# [What you will do]
Repeat exactly the lines from the first line of the records through the line containing "pub const STRING_MIN_LEN: usize = 3;", and nothing more.

# [Provided records]

//! Declarative filter spec: field kind -> validation rules + typed filter value.
//!
//! Filtering is all-or-nothing per request: any malformed filter parameter
//! rejects the whole request before SQL is built.

use crate::error::FieldError;
use crate::query::request::RawParams;
use chrono::{NaiveDate, NaiveDateTime};

pub const STRING_MIN_LEN: usize = 3;
pub const STRING_MAX_LEN: usize = 255;
pub const SELECT_MAX_TOKENS: usize = 20;
pub const SELECT_TOKEN_MAX_LEN: usize = 100;

/// How a declared field filters its column.
#[derive(Clone, Copy, Debug, PartialEq, Eq)]
pub enum FilterKind {
    /// Boolean equality. Absent -> no predicate.
    Bool,
    /// Case-insensitive substring match, query length 3-255.
    Text,
    /// OR-of-equality over up to 20 alphanumeric/dash tokens.
    Select,
    /// `{field}_min` / `{field}_max` integer bounds.
    NumRange,
    /// `{field}_min` / `{field}_max` date bounds, normalized to start/end of day.
    DateRange,
}

/// Validated filter value, ready to become a predicate.
#[derive(Clone, Debug, PartialEq)]
pub enum FilterValue {
    Equals(bool),
    Substring(String),
    OneOf(Vec<String>),
    NumRange {
        min: Option<i64>,
        max: Option<i64>,
    },
    DateRange {
        min: Option<NaiveDateTime>,
        max: Option<NaiveDateTime>,
    },
}

/// Parse and validate one declared filter field against the raw parameters.
/// Returns `None` (no predicate) when the field is absent or empty; pushes
/// field-level messages into `errors` on violation.
pub fn parse_filter(
    field: &str,
    kind: FilterKind,
    params: &RawParams,
    errors: &mut Vec<FieldError>,
) -> Option<FilterValue> {
    match kind {
        FilterKind::Bool => {
            let raw = params.get(field)?;
            match parse_bool(raw) {
                Some(b) => Some(FilterValue::Equals(b)),
                None => {
                    errors.push(FieldError::new(field, format!("{field} must be a boolean")));
                    None
                }
            }
        }
        FilterKind::Text => {
            let raw = params.get(field)?;
            if raw.is_empty() {
                return None;
            }
            let len = raw.chars().count();
            if !(STRING_MIN_LEN..=STRING_MAX_LEN).contains(&len) {
                errors.push(FieldError::new(
                    field,
                    format!("{field} must be {STRING_MIN_LEN}-{STRING_MAX_LEN} characters"),
                ));
                return None;
            }
            Some(FilterValue::Substring(raw.to_string()))
        }
        FilterKind::Select => {
            // Only the array form selects; a bare `field=v` is not a predicate.
            let tokens = params.get_array(field);
            if tokens.is_empty() {
                return None;
            }
            if tokens.len() > SELECT_MAX_TOKENS {
                errors.push(FieldError::new(
                    field,
                    format!("{field} accepts at most {SELECT_MAX_TOKENS} values"),
                ));
                return None;
            }
            let mut ok = true;
            for t in &tokens {
                let len = t.chars().count();
                if len == 0 || len > SELECT_TOKEN_MAX_LEN || !is_alpha_dash(t) {
                    errors.push(FieldError::new(
                        field,
                        format!("{field} values must be 1-{SELECT_TOKEN_MAX_LEN} alphanumeric/dash characters"),
                    ));
                    ok = false;
                    break;
                }
            }
            if !ok {
                return None;
            }
            Some(FilterValue::OneOf(tokens.iter().map(|s| s.to_string()).collect()))
        }
        FilterKind::NumRange => {
            let min = parse_bound(field, "min", params, errors, |s| s.parse::<i64>().ok());
            let max = parse_bound(field, "max", params, errors, |s| s.parse::<i64>().ok());
            if let (Some(lo), Some(hi)) = (min, max) {
                if hi < lo {
                    errors.push(FieldError::new(
                        format!("{field}_max"),
                        format!("{field}_max must be greater than or equal to {field}_min"),
                    ));
                    return None;
                }
            }
            if min.is_none() && max.is_none() {
                return None;
            }
            Some(FilterValue::NumRange { min, max })
        }
        FilterKind::DateRange => {
            let min = parse_bound(field, "min", params, errors, parse_date);
            let max = parse_bound(field, "max", params, errors, parse_date);
            if let (Some(lo), Some(hi)) = (min, max) {
                if hi < lo {
                    errors.push(FieldError::new(
                        format!("{field}_max"),
                        format!("{field}_max must be greater than or equal to {field}_min"),
                    ));
                    return None;
                }
            }
            if min.is_none() && max.is_none() {
                return None;
            }
            Some(FilterValue::DateRange {
                min: min.map(start_of_day),
                max: max.map(end_of_day),
            })
        }
    }
}

fn parse_bound<T>(
    field: &str,
    suffix: &str,
    params: &RawParams,
    errors: &mut Vec<FieldError>,
    parse: impl Fn(&str) -> Option<T>,
) -> Option<T> {
    let key = format!("{field}_{suffix}");
    let raw = params.get(&key)?;
    if raw.is_empty() {
        return None;
    }
    match parse(raw) {
        Some(v) => Some(v),
        None => {
            errors.push(FieldError::new(&key, format!("{key} is malformed")));
            None
        }
    }
}

pub(crate) fn parse_bool(s: &str) -> Option<bool> {
    match s {
        "1" => Some(true),
        "0" => Some(false),
        _ if s.eq_ignore_ascii_case("true") => Some(true),
        _ if s.eq_ignore_ascii_case("false") => Some(false),
        _ => None,
    }
}

fn is_alpha_dash(s: &str) -> bool {
    s.chars().all(|c| c.is_alphanumeric() || c == '-' || c == '_')
}

fn parse_date(s: &str) -> Option<NaiveDate> {
    NaiveDate::parse_from_str(s, "%Y-%m-%d")
        .ok()
        .or_else(|| NaiveDateTime::parse_from_str(s, "%Y-%m-%dT%H:%M:%S").ok().map(|dt| dt.date()))
}

fn start_of_day(d: NaiveDate) -> NaiveDateTime {
    d.and_hms_opt(0, 0, 0).unwrap_or_else(|| d.and_time(chrono::NaiveTime::MIN))
}

fn end_of_day(d: NaiveDate) -> NaiveDateTime {
    d.and_hms_opt(23, 59, 59).unwrap_or_else(|| d.and_time(chrono::NaiveTime::MIN))
}

#[cfg(test)]
mod tests {
    use super::*;

    fn params(pairs: &[(&str, &str)]) -> RawParams {
        RawParams::from_pairs(pairs.iter().map(|(k, v)| (k.to_string(), v.to_string())))
    }

    #[test]
    fn absent_field_yields_no_predicate() {
        let p = params(&[]);
        let mut errors = Vec::new();
        for kind in [
            FilterKind::Bool,
            FilterKind::Text,
            FilterKind::Select,
            FilterKind::NumRange,
            FilterKind::DateRange,
        ] {
            assert_eq!(parse_filter("f", kind, &p, &mut errors), None);
        }
        assert!(errors.is_empty());
    }

    #[test]
    fn bool_coercion() {
        let mut errors = Vec::new();
        let p = params(&[("active", "1")]);
        assert_eq!(
            parse_filter("active", FilterKind::Bool, &p, &mut errors),
            Some(FilterValue::Equals(true))
        );
        let p = params(&[("active", "maybe")]);
        assert_eq!(parse_filter("active", FilterKind::Bool, &p, &mut errors), None);
        assert_eq!(errors.len(), 1);
    }

    #[test]
    fn string_length_bounds() {
        let mut errors = Vec::new();
        let p = params(&[("name", "ab")]);
        assert_eq!(parse_filter("name", FilterKind::Text, &p, &mut errors), None);
        assert_eq!(errors.len(), 1);

        errors.clear();
        let p = params(&[("name", "abc")]);
        assert_eq!(
            parse_filter("name", FilterKind::Text, &p, &mut errors),
            Some(FilterValue::Substring("abc".into()))
        );
    }

    #[test]
    fn empty_string_is_not_a_predicate() {
        let mut errors = Vec::new();
        let p = params(&[("name", "")]);
        assert_eq!(parse_filter("name", FilterKind::Text, &p, &mut errors), None);
        assert!(errors.is_empty());
    }

    #[test]
    fn select_tokens() {
        let mut errors = Vec::new();
        let p = params(&[("status[]", "open"), ("status[]", "pending")]);
        assert_eq!(
            parse_filter("status", FilterKind::Select, &p, &mut errors),
            Some(FilterValue::OneOf(vec!["open".into(), "pending".into()]))
        );

        let p = params(&[("status[]", "not ok!")]);
        assert_eq!(parse_filter("status", FilterKind::Select, &p, &mut errors), None);
        assert_eq!(errors.len(), 1);
    }

    #[test]
    fn select_ignores_bare_non_array_param() {
        let mut errors = Vec::new();
        let p = params(&[("status", "open")]);
        assert_eq!(parse_filter("status", FilterKind::Select, &p, &mut errors), None);
        assert!(errors.is_empty());
    }

    #[test]
    fn select_token_limit() {
        let mut errors = Vec::new();
        let pairs: Vec<(String, String)> =
            (0..21).map(|i| ("status[]".to_string(), format!("v{i}"))).collect();
        let p = RawParams::from_pairs(pairs);
        assert_eq!(parse_filter("status", FilterKind::Select, &p, &mut errors), None);
        assert_eq!(errors.len(), 1);
    }

    #[test]
    fn num_range_one_sided() {
        let mut errors = Vec::new();
        let p = params(&[("price_min", "10")]);
        assert_eq!(
            parse_filter("price", FilterKind::NumRange, &p, &mut errors),
            Some(FilterValue::NumRange {
                min: Some(10),
                max: None
            })
        );
    }

    #[test]
    fn range_min_greater_than_max_fails() {
        let mut errors = Vec::new();
        let p = params(&[("price_min", "10"), ("price_max", "5")]);
        assert_eq!(parse_filter("price", FilterKind::NumRange, &p, &mut errors), None);
        assert_eq!(errors.len(), 1);

        errors.clear();
        let p = params(&[("created_min", "2024-02-01"), ("created_max", "2024-01-01")]);
        assert_eq!(parse_filter("created", FilterKind::DateRange, &p, &mut errors), None);
        assert_eq!(errors.len(), 1);
    }

    #[test]
    fn date_range_normalized_to_day_bounds() {
        let mut errors = Vec::new();
        let p = params(&[("created_min", "2024-01-01"), ("created_max", "2024-01-31")]);
        let v = parse_filter("created", FilterKind::DateRange, &p, &mut errors).unwrap();
        match v {
            FilterValue::DateRange { min, max } => {
                assert_eq!(min.unwrap().to_string(), "2024-01-01 00:00:00");
                assert_eq!(max.unwrap().to_string(), "2024-01-31 23:59:59");
            }
            other => panic!("unexpected value: {other:?}"),
        }
    }
}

# [Answer box]
//! Declarative filter spec: field kind -> validation rules + typed filter value.
//!
//! Filtering is all-or-nothing per request: any malformed filter parameter
//! rejects the whole request before SQL is built.

use crate::error::FieldError;
use crate::query::request::RawParams;
use chrono::{NaiveDate, NaiveDateTime};

pub const STRING_MIN_LEN: usize = 3;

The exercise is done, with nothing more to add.